## Your assignment
The lines below that include the word "Some" are to be reported.

Stored items:
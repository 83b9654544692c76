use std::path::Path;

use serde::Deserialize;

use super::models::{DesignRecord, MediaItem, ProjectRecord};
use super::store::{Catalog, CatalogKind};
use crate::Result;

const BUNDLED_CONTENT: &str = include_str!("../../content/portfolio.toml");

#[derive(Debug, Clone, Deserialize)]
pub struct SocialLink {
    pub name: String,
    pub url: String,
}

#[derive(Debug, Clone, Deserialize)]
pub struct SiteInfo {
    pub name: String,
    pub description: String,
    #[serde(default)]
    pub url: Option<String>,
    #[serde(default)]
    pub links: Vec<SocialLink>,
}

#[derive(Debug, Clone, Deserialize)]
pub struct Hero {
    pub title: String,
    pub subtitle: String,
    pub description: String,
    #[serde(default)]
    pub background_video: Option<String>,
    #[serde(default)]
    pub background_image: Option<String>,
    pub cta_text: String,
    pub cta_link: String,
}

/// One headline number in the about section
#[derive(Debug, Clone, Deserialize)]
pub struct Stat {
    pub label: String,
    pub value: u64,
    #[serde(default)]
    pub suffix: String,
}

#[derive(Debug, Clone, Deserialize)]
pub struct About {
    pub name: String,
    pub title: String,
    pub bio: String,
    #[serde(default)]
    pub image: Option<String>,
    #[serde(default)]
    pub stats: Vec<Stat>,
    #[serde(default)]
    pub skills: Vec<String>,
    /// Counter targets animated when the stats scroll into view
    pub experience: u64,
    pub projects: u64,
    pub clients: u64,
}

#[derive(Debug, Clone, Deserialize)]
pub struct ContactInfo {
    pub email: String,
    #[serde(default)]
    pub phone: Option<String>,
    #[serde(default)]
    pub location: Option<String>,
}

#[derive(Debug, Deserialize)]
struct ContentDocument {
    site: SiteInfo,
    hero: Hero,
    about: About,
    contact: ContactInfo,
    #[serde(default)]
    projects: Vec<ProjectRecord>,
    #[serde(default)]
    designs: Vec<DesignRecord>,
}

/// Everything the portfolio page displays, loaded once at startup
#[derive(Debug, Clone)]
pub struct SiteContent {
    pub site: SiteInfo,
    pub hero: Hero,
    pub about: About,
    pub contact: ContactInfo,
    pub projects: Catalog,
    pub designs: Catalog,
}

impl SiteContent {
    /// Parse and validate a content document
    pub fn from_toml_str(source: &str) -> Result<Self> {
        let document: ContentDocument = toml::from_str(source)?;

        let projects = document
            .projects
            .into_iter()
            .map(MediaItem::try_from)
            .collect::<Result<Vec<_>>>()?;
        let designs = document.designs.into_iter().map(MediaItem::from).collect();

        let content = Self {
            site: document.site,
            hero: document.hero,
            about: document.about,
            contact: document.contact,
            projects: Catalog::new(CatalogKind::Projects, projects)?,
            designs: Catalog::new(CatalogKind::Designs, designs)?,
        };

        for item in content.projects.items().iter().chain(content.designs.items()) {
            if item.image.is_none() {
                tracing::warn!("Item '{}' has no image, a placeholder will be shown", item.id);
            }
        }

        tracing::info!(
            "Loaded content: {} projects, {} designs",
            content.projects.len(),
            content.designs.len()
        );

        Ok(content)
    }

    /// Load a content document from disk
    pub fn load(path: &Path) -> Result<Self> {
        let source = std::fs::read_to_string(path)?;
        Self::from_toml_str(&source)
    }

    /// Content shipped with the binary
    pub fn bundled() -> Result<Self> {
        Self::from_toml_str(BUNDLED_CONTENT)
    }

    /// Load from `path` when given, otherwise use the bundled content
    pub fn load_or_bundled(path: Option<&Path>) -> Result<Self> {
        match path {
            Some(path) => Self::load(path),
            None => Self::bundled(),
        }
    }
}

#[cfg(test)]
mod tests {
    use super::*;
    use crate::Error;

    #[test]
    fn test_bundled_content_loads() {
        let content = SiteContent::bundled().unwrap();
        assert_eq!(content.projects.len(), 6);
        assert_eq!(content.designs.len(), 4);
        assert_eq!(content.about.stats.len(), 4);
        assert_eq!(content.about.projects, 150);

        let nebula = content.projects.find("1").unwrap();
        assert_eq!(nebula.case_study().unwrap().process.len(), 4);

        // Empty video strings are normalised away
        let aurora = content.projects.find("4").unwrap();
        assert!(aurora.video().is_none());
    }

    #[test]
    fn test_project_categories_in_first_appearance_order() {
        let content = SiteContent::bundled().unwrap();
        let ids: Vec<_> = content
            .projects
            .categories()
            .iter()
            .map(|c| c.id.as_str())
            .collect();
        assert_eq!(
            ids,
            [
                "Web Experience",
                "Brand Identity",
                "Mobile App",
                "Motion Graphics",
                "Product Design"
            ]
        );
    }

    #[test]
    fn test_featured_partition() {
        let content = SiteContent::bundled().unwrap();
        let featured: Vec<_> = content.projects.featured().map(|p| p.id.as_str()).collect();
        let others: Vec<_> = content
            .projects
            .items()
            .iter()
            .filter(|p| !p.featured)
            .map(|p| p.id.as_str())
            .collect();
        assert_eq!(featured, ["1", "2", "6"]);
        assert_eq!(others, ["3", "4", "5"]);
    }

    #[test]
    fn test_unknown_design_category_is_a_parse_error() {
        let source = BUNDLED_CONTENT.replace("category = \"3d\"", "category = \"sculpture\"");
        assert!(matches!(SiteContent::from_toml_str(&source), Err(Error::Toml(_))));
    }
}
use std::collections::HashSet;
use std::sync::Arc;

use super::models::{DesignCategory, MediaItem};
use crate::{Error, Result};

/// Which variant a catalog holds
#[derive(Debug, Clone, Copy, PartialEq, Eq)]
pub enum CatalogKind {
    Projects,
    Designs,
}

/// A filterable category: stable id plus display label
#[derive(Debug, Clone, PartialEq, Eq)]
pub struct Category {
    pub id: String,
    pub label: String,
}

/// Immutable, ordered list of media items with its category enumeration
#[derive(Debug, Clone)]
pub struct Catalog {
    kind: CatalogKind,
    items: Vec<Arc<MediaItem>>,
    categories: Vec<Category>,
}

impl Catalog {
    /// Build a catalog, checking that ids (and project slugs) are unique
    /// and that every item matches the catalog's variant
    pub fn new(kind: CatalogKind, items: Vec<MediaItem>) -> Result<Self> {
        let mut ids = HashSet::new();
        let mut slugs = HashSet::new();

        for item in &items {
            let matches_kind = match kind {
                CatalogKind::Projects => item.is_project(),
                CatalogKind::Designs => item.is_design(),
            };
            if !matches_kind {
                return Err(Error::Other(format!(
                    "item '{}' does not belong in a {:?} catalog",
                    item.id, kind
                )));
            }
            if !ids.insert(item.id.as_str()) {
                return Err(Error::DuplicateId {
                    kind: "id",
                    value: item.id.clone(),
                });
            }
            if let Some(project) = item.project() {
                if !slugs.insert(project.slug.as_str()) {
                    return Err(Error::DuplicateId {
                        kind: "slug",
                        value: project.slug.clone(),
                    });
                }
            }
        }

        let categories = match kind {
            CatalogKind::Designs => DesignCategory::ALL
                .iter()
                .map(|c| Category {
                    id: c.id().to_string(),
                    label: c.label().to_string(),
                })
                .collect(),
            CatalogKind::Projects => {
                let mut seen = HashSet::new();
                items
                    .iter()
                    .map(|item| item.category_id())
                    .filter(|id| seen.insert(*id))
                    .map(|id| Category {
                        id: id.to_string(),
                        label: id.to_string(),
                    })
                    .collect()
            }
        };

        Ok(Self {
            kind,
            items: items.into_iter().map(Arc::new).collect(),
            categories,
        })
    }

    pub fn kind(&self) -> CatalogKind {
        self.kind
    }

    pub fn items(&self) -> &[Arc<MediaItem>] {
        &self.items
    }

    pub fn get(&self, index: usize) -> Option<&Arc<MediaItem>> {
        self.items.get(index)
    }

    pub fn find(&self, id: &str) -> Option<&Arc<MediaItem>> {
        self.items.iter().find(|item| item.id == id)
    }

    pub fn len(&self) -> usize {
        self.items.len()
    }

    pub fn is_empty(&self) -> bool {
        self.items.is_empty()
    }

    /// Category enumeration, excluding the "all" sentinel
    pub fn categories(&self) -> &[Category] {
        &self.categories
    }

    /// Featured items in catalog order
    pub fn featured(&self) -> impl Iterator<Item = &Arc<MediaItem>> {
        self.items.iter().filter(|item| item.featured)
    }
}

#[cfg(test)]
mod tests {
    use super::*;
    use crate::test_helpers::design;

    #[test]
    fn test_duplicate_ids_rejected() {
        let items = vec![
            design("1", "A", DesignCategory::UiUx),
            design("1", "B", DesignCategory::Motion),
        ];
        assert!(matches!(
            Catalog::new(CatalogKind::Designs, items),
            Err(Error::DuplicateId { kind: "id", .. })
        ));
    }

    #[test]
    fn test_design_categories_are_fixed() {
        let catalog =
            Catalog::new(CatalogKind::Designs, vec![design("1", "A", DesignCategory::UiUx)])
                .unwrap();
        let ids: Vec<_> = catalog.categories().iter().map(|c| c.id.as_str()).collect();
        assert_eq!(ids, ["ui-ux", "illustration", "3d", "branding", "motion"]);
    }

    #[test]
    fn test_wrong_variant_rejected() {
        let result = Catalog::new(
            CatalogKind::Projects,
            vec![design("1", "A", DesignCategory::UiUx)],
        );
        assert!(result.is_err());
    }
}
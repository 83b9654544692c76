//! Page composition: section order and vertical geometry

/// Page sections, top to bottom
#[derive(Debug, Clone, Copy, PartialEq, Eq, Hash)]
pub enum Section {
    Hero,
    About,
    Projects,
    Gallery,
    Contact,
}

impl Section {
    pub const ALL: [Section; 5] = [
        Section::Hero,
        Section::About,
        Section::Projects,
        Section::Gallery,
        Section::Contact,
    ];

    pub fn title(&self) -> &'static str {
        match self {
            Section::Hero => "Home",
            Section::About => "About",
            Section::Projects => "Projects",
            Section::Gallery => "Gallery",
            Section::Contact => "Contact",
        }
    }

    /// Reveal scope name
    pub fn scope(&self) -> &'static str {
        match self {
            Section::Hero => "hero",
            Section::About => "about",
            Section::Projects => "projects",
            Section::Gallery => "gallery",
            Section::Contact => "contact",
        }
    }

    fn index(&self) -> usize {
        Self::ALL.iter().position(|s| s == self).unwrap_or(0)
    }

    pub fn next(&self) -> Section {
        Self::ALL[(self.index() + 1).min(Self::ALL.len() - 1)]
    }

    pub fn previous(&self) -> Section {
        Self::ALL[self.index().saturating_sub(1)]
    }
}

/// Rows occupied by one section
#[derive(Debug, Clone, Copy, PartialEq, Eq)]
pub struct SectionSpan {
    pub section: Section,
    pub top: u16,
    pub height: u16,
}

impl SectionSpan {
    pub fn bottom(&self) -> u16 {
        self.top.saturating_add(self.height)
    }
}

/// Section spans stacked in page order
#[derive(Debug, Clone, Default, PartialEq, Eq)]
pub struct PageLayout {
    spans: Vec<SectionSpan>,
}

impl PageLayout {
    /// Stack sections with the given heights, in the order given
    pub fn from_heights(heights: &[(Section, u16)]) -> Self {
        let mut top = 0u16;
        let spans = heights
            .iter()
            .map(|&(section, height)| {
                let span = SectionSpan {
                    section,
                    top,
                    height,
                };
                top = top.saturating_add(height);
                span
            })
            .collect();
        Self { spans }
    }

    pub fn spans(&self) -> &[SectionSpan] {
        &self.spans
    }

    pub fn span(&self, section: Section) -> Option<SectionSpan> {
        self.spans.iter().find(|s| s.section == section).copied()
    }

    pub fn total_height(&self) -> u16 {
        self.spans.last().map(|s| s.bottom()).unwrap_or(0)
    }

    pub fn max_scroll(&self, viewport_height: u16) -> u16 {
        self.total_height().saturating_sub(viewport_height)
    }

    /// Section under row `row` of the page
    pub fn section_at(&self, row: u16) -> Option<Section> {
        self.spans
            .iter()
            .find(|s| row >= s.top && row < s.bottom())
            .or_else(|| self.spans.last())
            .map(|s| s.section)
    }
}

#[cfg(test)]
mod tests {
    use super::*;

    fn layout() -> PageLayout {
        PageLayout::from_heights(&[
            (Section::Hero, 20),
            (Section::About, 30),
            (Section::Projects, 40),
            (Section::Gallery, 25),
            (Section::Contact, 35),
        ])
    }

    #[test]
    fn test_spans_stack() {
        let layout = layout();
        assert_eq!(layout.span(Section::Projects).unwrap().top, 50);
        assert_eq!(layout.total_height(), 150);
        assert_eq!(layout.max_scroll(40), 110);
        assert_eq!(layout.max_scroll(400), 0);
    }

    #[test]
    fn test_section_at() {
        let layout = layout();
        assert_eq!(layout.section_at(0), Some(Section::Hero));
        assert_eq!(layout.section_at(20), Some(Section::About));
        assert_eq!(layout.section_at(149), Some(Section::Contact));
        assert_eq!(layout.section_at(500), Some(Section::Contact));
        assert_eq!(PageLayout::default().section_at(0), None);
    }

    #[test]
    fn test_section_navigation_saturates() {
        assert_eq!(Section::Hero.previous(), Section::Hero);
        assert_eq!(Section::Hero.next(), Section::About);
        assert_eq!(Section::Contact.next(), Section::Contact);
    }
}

## Result
            Some(path) => Self::load(path),
            if let Some(project) = item.project() {
        assert_eq!(layout.section_at(0), Some(Section::Hero));
        assert_eq!(layout.section_at(20), Some(Section::About));
        assert_eq!(layout.section_at(149), Some(Section::Contact));
        assert_eq!(layout.section_at(500), Some(Section::Contact));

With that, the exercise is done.